[Dataset items]
● ● ● ● ● ● ●

#![doc = include_str!("../README.md")]

pub mod client;
pub mod juju;
#[cfg(any(test, feature = "mock"))]
pub mod mock;
pub mod parsing;

pub use client::ModelClient;
pub use juju::JujuCliClient;
#[cfg(any(test, feature = "mock"))]
pub use mock::MockModelClient;
//! Orchestration model abstraction for testability.
//!
//! The [`ModelClient`] trait abstracts the deployment orchestration layer,
//! allowing production code to use [`JujuCliClient`](crate::JujuCliClient)
//! while tests use `MockModelClient` (behind the `mock` feature).
//!
//! # Architecture
//!
//! ```text
//! ┌──────────────────┐
//! │  Dashboard suite │
//! └────────┬─────────┘
//!          │
//!          ▼
//!   ┌─────────────┐
//!   │ ModelClient │ (trait)
//!   └─────────────┘
//!        │     │
//!        ▼     ▼
//!   ┌───────┐ ┌──────┐
//!   │JujuCli│ │ Mock │
//!   └───┬───┘ └──────┘
//!       │
//!       ▼
//!   juju controller
//! ```

use std::collections::BTreeMap;
use std::future::Future;
use std::path::Path;

use dashprobe_core::error::ModelError;
use dashprobe_core::types::{ActionOutcome, CommandOutcome};

/// Trait abstracting orchestration model operations.
///
/// Every call the dashboard scenarios make against the deployment goes
/// through this trait. The trait is `Send + Sync + 'static`, so a client can
/// be shared behind an `Arc`.
///
/// # Implementations
///
/// - [`JujuCliClient`](crate::JujuCliClient): drives the `juju` CLI
/// - `MockModelClient`: canned responses and recorded calls (`mock` feature)
///
/// # Error Handling
///
/// - Unknown applications: `ModelError::ApplicationNotFound`
/// - Unknown units or units without an address: `ModelError::UnitNotFound`
/// - CLI failures: `ModelError::CommandFailed` / `ModelError::Spawn`
/// - A failed action is NOT an error: it comes back as an [`ActionOutcome`]
///   with `ActionStatus::Failed`
pub trait ModelClient: Send + Sync + 'static {
    /// Lists the units of an application, ordered by unit number.
    fn units(
        &self,
        application: &str,
    ) -> impl Future<Output = Result<Vec<String>, ModelError>> + Send;

    /// Looks up the public address of a unit.
    ///
    /// Not cached: each call queries the model.
    fn unit_public_address(
        &self,
        unit: &str,
    ) -> impl Future<Output = Result<String, ModelError>> + Send;

    /// Runs an action on the application's leader unit and waits for it.
    fn run_action_on_leader(
        &self,
        application: &str,
        action: &str,
        params: &BTreeMap<String, String>,
    ) -> impl Future<Output = Result<ActionOutcome, ModelError>> + Send;

    /// Runs a shell command on the application's leader unit.
    ///
    /// A non-zero exit code is returned in [`CommandOutcome::code`], not as an error.
    fn run_on_leader(
        &self,
        application: &str,
        command: &str,
    ) -> impl Future<Output = Result<CommandOutcome, ModelError>> + Send;

    /// Names of all applications deployed in the model.
    fn application_names(&self) -> impl Future<Output = Result<Vec<String>, ModelError>> + Send;

    /// Current config values of an application (option name -> value).
    fn application_config(
        &self,
        application: &str,
    ) -> impl Future<Output = Result<BTreeMap<String, serde_json::Value>, ModelError>> + Send;

    /// Sets config options on an application.
    fn set_application_config(
        &self,
        application: &str,
        settings: &BTreeMap<String, String>,
    ) -> impl Future<Output = Result<(), ModelError>> + Send;

    /// Ubuntu series the application is deployed on (e.g. `jammy`).
    fn application_series(
        &self,
        application: &str,
    ) -> impl Future<Output = Result<String, ModelError>> + Send;

    /// Copies a file from a unit to a local path.
    fn scp_from_unit(
        &self,
        unit: &str,
        remote_path: &str,
        local_path: &Path,
    ) -> impl Future<Output = Result<(), ModelError>> + Send;
}
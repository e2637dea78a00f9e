//! 배포 릴리스 해석
//!
//! 애플리케이션의 `source`(또는 `openstack-origin`) 설정값과 시리즈로
//! [`Release`] 페어를 결정합니다.

use serde_json::Value;
use tracing::debug;

use dashprobe_core::release::Release;
use dashprobe_model::ModelClient;

use crate::error::DashboardError;

/// 릴리스를 나타내는 설정 옵션 (우선순위 순)
const SOURCE_OPTIONS: &[&str] = &["source", "openstack-origin"];

/// `application`이 배포된 릴리스 페어를 조회합니다.
pub async fn application_release<M: ModelClient>(
    model: &M,
    application: &str,
) -> Result<Release, DashboardError> {
    let config = model.application_config(application).await?;
    let source = SOURCE_OPTIONS
        .iter()
        .find_map(|option| config.get(*option).and_then(Value::as_str))
        .unwrap_or_default();
    let series = model.application_series(application).await?;

    let release = Release::from_source(source, &series)?;
    debug!(application, source, series = %series, release = %release, "resolved release");
    Ok(release)
}
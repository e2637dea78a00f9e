//! `dashprobe run` command handler

use std::io::Write;

use tracing::info;

use dashprobe_core::config::DashprobeConfig;
use dashprobe_dashboard::{Outcome, Scenario, Suite, SuiteReport};
use dashprobe_model::JujuCliClient;

use crate::cli::RunArgs;
use crate::commands::model_error;
use crate::error::CliError;
use crate::output::{OutputWriter, Render};

/// Execute the `run` command.
///
/// Scenario names are checked before the model is touched. The report is
/// always rendered; a failed scenario then turns into
/// [`CliError::ScenarioFailed`].
pub async fn execute(
    args: RunArgs,
    config: DashprobeConfig,
    writer: &OutputWriter,
) -> Result<(), CliError> {
    let scenarios = Scenario::select(args.only.as_slice())?;
    info!(
        application = %config.dashboard.application,
        scenarios = scenarios.len(),
        "running dashboard scenarios"
    );

    let model = JujuCliClient::from_config(&config.model);
    let suite = Suite::new(model, config).await.map_err(model_error)?;
    let report = suite.run(args.only.as_slice()).await?;

    writer.render(&report)?;

    if !report.is_success() {
        return Err(CliError::ScenarioFailed {
            failed: report.failed,
        });
    }
    Ok(())
}

impl Render for SuiteReport {
    fn render_text(&self, w: &mut dyn Write) -> std::io::Result<()> {
        use colored::Colorize;

        writeln!(w, "{}", "Scenarios".bold())?;
        for scenario in &self.scenarios {
            let (label, detail) = match &scenario.outcome {
                Outcome::Passed => ("PASS".green().bold(), None),
                Outcome::Skipped { reason } => ("SKIP".yellow().bold(), Some(reason)),
                Outcome::Failed { message } => ("FAIL".red().bold(), Some(message)),
            };
            writeln!(
                w,
                "  {}  {} ({} ms)",
                label, scenario.name, scenario.duration_ms
            )?;
            if let Some(detail) = detail {
                writeln!(w, "        {}", detail)?;
            }
        }

        writeln!(w)?;
        writeln!(
            w,
            "Summary: {} passed, {} failed, {} skipped",
            self.passed.to_string().green(),
            self.failed.to_string().red(),
            self.skipped.to_string().yellow()
        )?;
        Ok(())
    }
}

#[cfg(test)]
mod tests {
    use super::*;
    use dashprobe_dashboard::ScenarioReport;

    fn report() -> SuiteReport {
        SuiteReport {
            scenarios: vec![
                ScenarioReport {
                    name: "dashboard_units".to_owned(),
                    outcome: Outcome::Passed,
                    duration_ms: 12,
                },
                ScenarioReport {
                    name: "access_dashboard".to_owned(),
                    outcome: Outcome::Failed {
                        message: "expected 201 Created, got 401".to_owned(),
                    },
                    duration_ms: 3,
                },
                ScenarioReport {
                    name: "saml".to_owned(),
                    outcome: Outcome::Skipped {
                        reason: "release focal_xena is older than focal_yoga".to_owned(),
                    },
                    duration_ms: 0,
                },
            ],
            passed: 1,
            failed: 1,
            skipped: 1,
        }
    }

    #[test]
    fn test_suite_report_render_text() {
        colored::control::set_override(false);
        let mut buffer = Vec::new();
        report()
            .render_text(&mut buffer)
            .expect("text rendering should succeed");

        let output = String::from_utf8(buffer).expect("valid UTF-8");
        assert!(output.contains("PASS  dashboard_units (12 ms)"));
        assert!(output.contains("FAIL  access_dashboard (3 ms)"));
        assert!(output.contains("expected 201 Created, got 401"));
        assert!(output.contains("SKIP  saml (0 ms)"));
        assert!(output.contains("Summary: 1 passed, 1 failed, 1 skipped"));
    }

    #[test]
    fn test_suite_report_json_serialization() {
        let json = serde_json::to_value(report()).expect("JSON serialization should succeed");
        assert_eq!(json["failed"].as_u64(), Some(1));
        assert_eq!(json["scenarios"][0]["outcome"]["status"], "passed");
        assert_eq!(json["scenarios"][1]["outcome"]["status"], "failed");
        assert_eq!(
            json["scenarios"][2]["outcome"]["reason"],
            "release focal_xena is older than focal_yoga"
        );
    }
}
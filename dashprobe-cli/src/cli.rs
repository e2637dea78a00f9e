//! CLI argument parsing using clap derive API
//!
//! This module defines the command-line interface structure using clap's derive macros.
//! It is purely declarative with no side effects or I/O.

use std::path::PathBuf;

use clap::{Args, Parser, Subcommand, ValueEnum};

/// dashprobe -- acceptance checks for a deployed ceph-dashboard.
///
/// Use `dashprobe <COMMAND> --help` for subcommand details.
#[derive(Parser, Debug)]
#[command(name = "dashprobe", version, about, long_about = None)]
pub struct Cli {
    /// Path to the dashprobe.toml configuration file.
    #[arg(short, long, default_value = "dashprobe.toml")]
    pub config: PathBuf,

    /// Override log level (trace, debug, info, warn, error).
    #[arg(long, global = true)]
    pub log_level: Option<String>,

    /// Output format.
    #[arg(long, global = true, default_value = "text")]
    pub output: OutputFormat,

    #[command(subcommand)]
    pub command: Commands,
}

/// Supported output formats.
#[derive(Debug, Clone, Copy, PartialEq, Eq, ValueEnum)]
pub enum OutputFormat {
    /// Human-readable text output.
    Text,
    /// Machine-readable JSON.
    Json,
}

#[derive(Subcommand, Debug)]
pub enum Commands {
    /// Run the dashboard scenarios.
    Run(RunArgs),

    /// Show the active dashboard unit and the per-status topology.
    Probe,

    /// Create one dashboard user through the add-user action.
    AddUser(AddUserArgs),

    /// Manage configuration.
    Config(ConfigArgs),
}

// ---- run ----

/// Run all scenarios or a named subset.
#[derive(Args, Debug)]
pub struct RunArgs {
    /// Run only this scenario (repeatable): dashboard_units, create_user,
    /// access_dashboard, ceph_keys, saml.
    #[arg(long = "only", value_name = "NAME")]
    pub only: Vec<String>,
}

// ---- add-user ----

/// Create a dashboard user.
#[derive(Args, Debug)]
pub struct AddUserArgs {
    /// Username (default: random `{username_prefix}-{uuid}`).
    #[arg(long)]
    pub username: Option<String>,

    /// Role to grant (default: `dashboard.user_role`).
    #[arg(long)]
    pub role: Option<String>,
}

// ---- config ----

/// Manage dashprobe configuration.
#[derive(Args, Debug)]
pub struct ConfigArgs {
    #[command(subcommand)]
    pub action: ConfigAction,
}

#[derive(Subcommand, Debug)]
pub enum ConfigAction {
    /// Validate the configuration file and report errors.
    Validate,
    /// Show the effective configuration (file + env overrides + defaults).
    Show {
        /// Show only a specific section (general, model, dashboard, retry, saml).
        #[arg(long)]
        section: Option<String>,
    },
}

#[cfg(test)]
mod tests {
    use super::*;
    use clap::CommandFactory;

    #[test]
    fn test_cli_debug_assert() {
        Cli::command().debug_assert();
    }

    #[test]
    fn test_cli_parse_run_all() {
        let cli = Cli::try_parse_from(["dashprobe", "run"]).expect("parse succeeded");
        match cli.command {
            Commands::Run(run_args) => {
                assert!(run_args.only.is_empty(), "only should default to empty");
            }
            _ => panic!("expected Run command"),
        }
    }

    #[test]
    fn test_cli_parse_run_only_repeated() {
        let cli = Cli::try_parse_from(["dashprobe", "run", "--only", "saml", "--only", "ceph_keys"])
            .expect("parse succeeded");
        match cli.command {
            Commands::Run(run_args) => {
                assert_eq!(run_args.only, vec!["saml", "ceph_keys"]);
            }
            _ => panic!("expected Run command"),
        }
    }

    #[test]
    fn test_cli_parse_probe() {
        let cli = Cli::try_parse_from(["dashprobe", "probe"]).expect("parse succeeded");
        assert!(matches!(cli.command, Commands::Probe));
    }

    #[test]
    fn test_cli_parse_add_user_defaults() {
        let cli = Cli::try_parse_from(["dashprobe", "add-user"]).expect("parse succeeded");
        match cli.command {
            Commands::AddUser(args) => {
                assert!(args.username.is_none());
                assert!(args.role.is_none());
            }
            _ => panic!("expected AddUser command"),
        }
    }

    #[test]
    fn test_cli_parse_add_user_explicit() {
        let cli = Cli::try_parse_from([
            "dashprobe",
            "add-user",
            "--username",
            "alice",
            "--role",
            "read-only",
        ])
        .expect("parse succeeded");
        match cli.command {
            Commands::AddUser(args) => {
                assert_eq!(args.username.as_deref(), Some("alice"));
                assert_eq!(args.role.as_deref(), Some("read-only"));
            }
            _ => panic!("expected AddUser command"),
        }
    }

    #[test]
    fn test_cli_parse_config_show_section() {
        let cli = Cli::try_parse_from(["dashprobe", "config", "show", "--section", "retry"])
            .expect("parse succeeded");
        match cli.command {
            Commands::Config(config_args) => match config_args.action {
                ConfigAction::Show { section } => {
                    assert_eq!(section.as_deref(), Some("retry"));
                }
                _ => panic!("expected Show action"),
            },
            _ => panic!("expected Config command"),
        }
    }

    #[test]
    fn test_cli_global_flags() {
        let cli = Cli::try_parse_from([
            "dashprobe",
            "--config",
            "/etc/dashprobe.toml",
            "probe",
            "--output",
            "json",
            "--log-level",
            "debug",
        ])
        .expect("parse succeeded");
        assert_eq!(cli.config, PathBuf::from("/etc/dashprobe.toml"));
        assert_eq!(cli.output, OutputFormat::Json);
        assert_eq!(cli.log_level.as_deref(), Some("debug"));
    }

    #[test]
    fn test_cli_default_config_path() {
        let cli = Cli::try_parse_from(["dashprobe", "probe"]).expect("parse succeeded");
        assert_eq!(cli.config, PathBuf::from("dashprobe.toml"));
        assert_eq!(cli.output, OutputFormat::Text);
    }

    #[test]
    fn test_cli_rejects_unknown_output() {
        assert!(Cli::try_parse_from(["dashprobe", "--output", "yaml", "probe"]).is_err());
    }

    #[test]
    fn test_cli_requires_subcommand() {
        assert!(Cli::try_parse_from(["dashprobe"]).is_err());
    }
}
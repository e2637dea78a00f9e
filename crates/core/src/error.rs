//! 에러 타입 — 도메인별 에러 정의

/// dashprobe 최상위 에러 타입
#[derive(Debug, thiserror::Error)]
pub enum DashprobeError {
    /// 설정 관련 에러
    #[error("config error: {0}")]
    Config(#[from] ConfigError),

    /// 오케스트레이션(모델) 클라이언트 에러
    #[error("model error: {0}")]
    Model(#[from] ModelError),

    /// 대시보드 HTTP 전송 에러 (재시도 소진 후)
    #[error("http error: {0}")]
    Http(String),

    /// 시나리오 검증 실패
    #[error("scenario '{scenario}' failed: {message}")]
    Assertion { scenario: String, message: String },

    /// 릴리스 문자열 파싱 에러
    #[error("release error: {0}")]
    Release(#[from] ReleaseError),

    /// I/O 에러
    #[error("io error: {0}")]
    Io(#[from] std::io::Error),
}

/// 설정 관련 에러
#[derive(Debug, thiserror::Error)]
pub enum ConfigError {
    /// 설정 파일을 찾을 수 없음
    #[error("config file not found: {path}")]
    FileNotFound { path: String },

    /// 설정 파싱 실패
    #[error("failed to parse config: {reason}")]
    ParseFailed { reason: String },

    /// 유효하지 않은 설정 값
    #[error("invalid config value for '{field}': {reason}")]
    InvalidValue { field: String, reason: String },
}

/// 오케스트레이션 클라이언트 에러
#[derive(Debug, thiserror::Error)]
pub enum ModelError {
    /// `juju` 실행 자체가 실패 (바이너리 없음, 권한 등)
    #[error("failed to spawn '{program}': {reason}")]
    Spawn { program: String, reason: String },

    /// 명령이 0이 아닌 코드로 종료
    #[error("command '{command}' exited with {code}: {stderr}")]
    CommandFailed {
        command: String,
        code: i32,
        stderr: String,
    },

    /// 명령 타임아웃
    #[error("command '{command}' timed out after {secs}s")]
    Timeout { command: String, secs: u64 },

    /// 출력 파싱 실패
    #[error("unexpected output from '{command}': {reason}")]
    Output { command: String, reason: String },

    /// 애플리케이션을 찾을 수 없음
    #[error("application not found: {0}")]
    ApplicationNotFound(String),

    /// 유닛을 찾을 수 없음
    #[error("unit not found: {0}")]
    UnitNotFound(String),
}

/// 릴리스 페어 파싱 에러
#[derive(Debug, thiserror::Error)]
pub enum ReleaseError {
    /// 알 수 없는 `<series>_<codename>` 조합
    #[error("unknown release pair: {0}")]
    UnknownPair(String),

    /// 알 수 없는 Ubuntu 시리즈
    #[error("unknown series: {0}")]
    UnknownSeries(String),

    /// 해석할 수 없는 `source` 설정값
    #[error("unsupported source '{0}'")]
    UnsupportedSource(String),
}
//! In-memory [`ModelClient`] for tests.
//!
//! Responses are configured up front with `with_*` builders. Actions and
//! commands go to optional handler closures; every mutating call is recorded
//! so tests can assert on what the scenarios asked the model to do.

use std::collections::{BTreeMap, BTreeSet};
use std::path::Path;
use std::sync::{Arc, Mutex, MutexGuard, PoisonError};

use serde_json::Value;

use dashprobe_core::error::ModelError;
use dashprobe_core::types::{ActionOutcome, ActionStatus, CommandOutcome};

use crate::client::ModelClient;

/// Handler for `run_action_on_leader`: `(application, action, params)`.
pub type ActionHandler =
    Arc<dyn Fn(&str, &str, &BTreeMap<String, String>) -> ActionOutcome + Send + Sync>;

/// Handler for `run_on_leader`: `(application, command)`.
pub type CommandHandler = Arc<dyn Fn(&str, &str) -> CommandOutcome + Send + Sync>;

/// An action invocation seen by the mock.
#[derive(Debug, Clone, PartialEq, Eq)]
pub struct RecordedAction {
    pub application: String,
    pub action: String,
    pub params: BTreeMap<String, String>,
}

/// Mock orchestration model.
#[derive(Default)]
pub struct MockModelClient {
    /// application -> ordered `(unit, address)` pairs
    units: BTreeMap<String, Vec<(String, String)>>,
    /// applications present without units of their own
    applications: BTreeSet<String>,
    series: BTreeMap<String, String>,
    /// `unit:remote_path` -> file content
    files: BTreeMap<String, String>,
    action_handler: Option<ActionHandler>,
    command_handler: Option<CommandHandler>,
    config: Mutex<BTreeMap<String, BTreeMap<String, Value>>>,
    actions: Mutex<Vec<RecordedAction>>,
    commands: Mutex<Vec<(String, String)>>,
    config_sets: Mutex<Vec<(String, BTreeMap<String, String>)>>,
}

fn lock<T>(mutex: &Mutex<T>) -> MutexGuard<'_, T> {
    mutex.lock().unwrap_or_else(PoisonError::into_inner)
}

impl MockModelClient {
    /// Creates an empty model.
    pub fn new() -> Self {
        Self::default()
    }

    /// Adds `application` with units `<application>/0..n` at the given addresses.
    pub fn with_units<I, S>(mut self, application: &str, addresses: I) -> Self
    where
        I: IntoIterator<Item = S>,
        S: Into<String>,
    {
        let units = addresses
            .into_iter()
            .enumerate()
            .map(|(n, addr)| (format!("{application}/{n}"), addr.into()))
            .collect();
        self.units.insert(application.to_owned(), units);
        self
    }

    /// Adds applications that have no units in the mock.
    pub fn with_applications<I, S>(mut self, applications: I) -> Self
    where
        I: IntoIterator<Item = S>,
        S: Into<String>,
    {
        self.applications
            .extend(applications.into_iter().map(Into::into));
        self
    }

    /// Sets the series reported for `application`.
    pub fn with_series(mut self, application: &str, series: &str) -> Self {
        self.series.insert(application.to_owned(), series.to_owned());
        self.applications.insert(application.to_owned());
        self
    }

    /// Seeds one config option of `application`.
    pub fn with_config(self, application: &str, key: &str, value: impl Into<Value>) -> Self {
        lock(&self.config)
            .entry(application.to_owned())
            .or_default()
            .insert(key.to_owned(), value.into());
        self
    }

    /// Makes `scp_from_unit(unit, remote_path, _)` write `content`.
    pub fn with_file(mut self, unit: &str, remote_path: &str, content: &str) -> Self {
        self.files
            .insert(format!("{unit}:{remote_path}"), content.to_owned());
        self
    }

    /// Routes actions to `handler`. Without one, actions complete with no results.
    pub fn with_action_handler<F>(mut self, handler: F) -> Self
    where
        F: Fn(&str, &str, &BTreeMap<String, String>) -> ActionOutcome + Send + Sync + 'static,
    {
        self.action_handler = Some(Arc::new(handler));
        self
    }

    /// Routes commands to `handler`. Without one, commands exit 0.
    pub fn with_command_handler<F>(mut self, handler: F) -> Self
    where
        F: Fn(&str, &str) -> CommandOutcome + Send + Sync + 'static,
    {
        self.command_handler = Some(Arc::new(handler));
        self
    }

    /// Actions run so far, in order.
    pub fn recorded_actions(&self) -> Vec<RecordedAction> {
        lock(&self.actions).clone()
    }

    /// Commands run so far as `(application, command)`, in order.
    pub fn recorded_commands(&self) -> Vec<(String, String)> {
        lock(&self.commands).clone()
    }

    /// `set_application_config` calls so far, in order.
    pub fn recorded_config_sets(&self) -> Vec<(String, BTreeMap<String, String>)> {
        lock(&self.config_sets).clone()
    }

    fn has_application(&self, application: &str) -> bool {
        self.units.contains_key(application) || self.applications.contains(application)
    }

    fn require_application(&self, application: &str) -> Result<(), ModelError> {
        if self.has_application(application) {
            Ok(())
        } else {
            Err(ModelError::ApplicationNotFound(application.to_owned()))
        }
    }

    fn leader_unit(&self, application: &str) -> String {
        self.units
            .get(application)
            .and_then(|units| units.first())
            .map(|(unit, _)| unit.clone())
            .unwrap_or_else(|| format!("{application}/0"))
    }
}

impl ModelClient for MockModelClient {
    async fn units(&self, application: &str) -> Result<Vec<String>, ModelError> {
        self.require_application(application)?;
        Ok(self
            .units
            .get(application)
            .map(|units| units.iter().map(|(unit, _)| unit.clone()).collect())
            .unwrap_or_default())
    }

    async fn unit_public_address(&self, unit: &str) -> Result<String, ModelError> {
        self.units
            .values()
            .flatten()
            .find(|(name, _)| name == unit)
            .map(|(_, addr)| addr.clone())
            .ok_or_else(|| ModelError::UnitNotFound(unit.to_owned()))
    }

    async fn run_action_on_leader(
        &self,
        application: &str,
        action: &str,
        params: &BTreeMap<String, String>,
    ) -> Result<ActionOutcome, ModelError> {
        self.require_application(application)?;
        lock(&self.actions).push(RecordedAction {
            application: application.to_owned(),
            action: action.to_owned(),
            params: params.clone(),
        });
        Ok(match &self.action_handler {
            Some(handler) => handler(application, action, params),
            None => ActionOutcome {
                unit: self.leader_unit(application),
                status: ActionStatus::Completed,
                results: Value::Object(serde_json::Map::new()),
                message: None,
            },
        })
    }

    async fn run_on_leader(
        &self,
        application: &str,
        command: &str,
    ) -> Result<CommandOutcome, ModelError> {
        self.require_application(application)?;
        lock(&self.commands).push((application.to_owned(), command.to_owned()));
        Ok(match &self.command_handler {
            Some(handler) => handler(application, command),
            None => CommandOutcome {
                unit: self.leader_unit(application),
                code: 0,
                stdout: String::new(),
                stderr: String::new(),
            },
        })
    }

    async fn application_names(&self) -> Result<Vec<String>, ModelError> {
        let mut names: BTreeSet<String> = self.units.keys().cloned().collect();
        names.extend(self.applications.iter().cloned());
        Ok(names.into_iter().collect())
    }

    async fn application_config(
        &self,
        application: &str,
    ) -> Result<BTreeMap<String, Value>, ModelError> {
        self.require_application(application)?;
        Ok(lock(&self.config)
            .get(application)
            .cloned()
            .unwrap_or_default())
    }

    async fn set_application_config(
        &self,
        application: &str,
        settings: &BTreeMap<String, String>,
    ) -> Result<(), ModelError> {
        self.require_application(application)?;
        lock(&self.config_sets).push((application.to_owned(), settings.clone()));
        let mut config = lock(&self.config);
        let entry = config.entry(application.to_owned()).or_default();
        for (key, value) in settings {
            entry.insert(key.clone(), Value::from(value.as_str()));
        }
        Ok(())
    }

    async fn application_series(&self, application: &str) -> Result<String, ModelError> {
        self.require_application(application)?;
        self.series
            .get(application)
            .cloned()
            .ok_or_else(|| ModelError::Output {
                command: "mock status".to_owned(),
                reason: format!("no series configured for '{application}'"),
            })
    }

    async fn scp_from_unit(
        &self,
        unit: &str,
        remote_path: &str,
        local_path: &Path,
    ) -> Result<(), ModelError> {
        let content = self
            .files
            .get(&format!("{unit}:{remote_path}"))
            .ok_or_else(|| ModelError::CommandFailed {
                command: format!("juju scp {unit}:{remote_path}"),
                code: 1,
                stderr: format!("{remote_path}: No such file or directory"),
            })?;
        tokio::fs::write(local_path, content)
            .await
            .map_err(|e| ModelError::Output {
                command: "mock scp".to_owned(),
                reason: e.to_string(),
            })
    }
}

● ● ● ● ● ● ●

* _PROBLEM TO WORK ON_
Return each line in the records that holds the string "ConfigArgs".

* _TASK ANSWER_
    Config(ConfigArgs),
pub struct ConfigArgs {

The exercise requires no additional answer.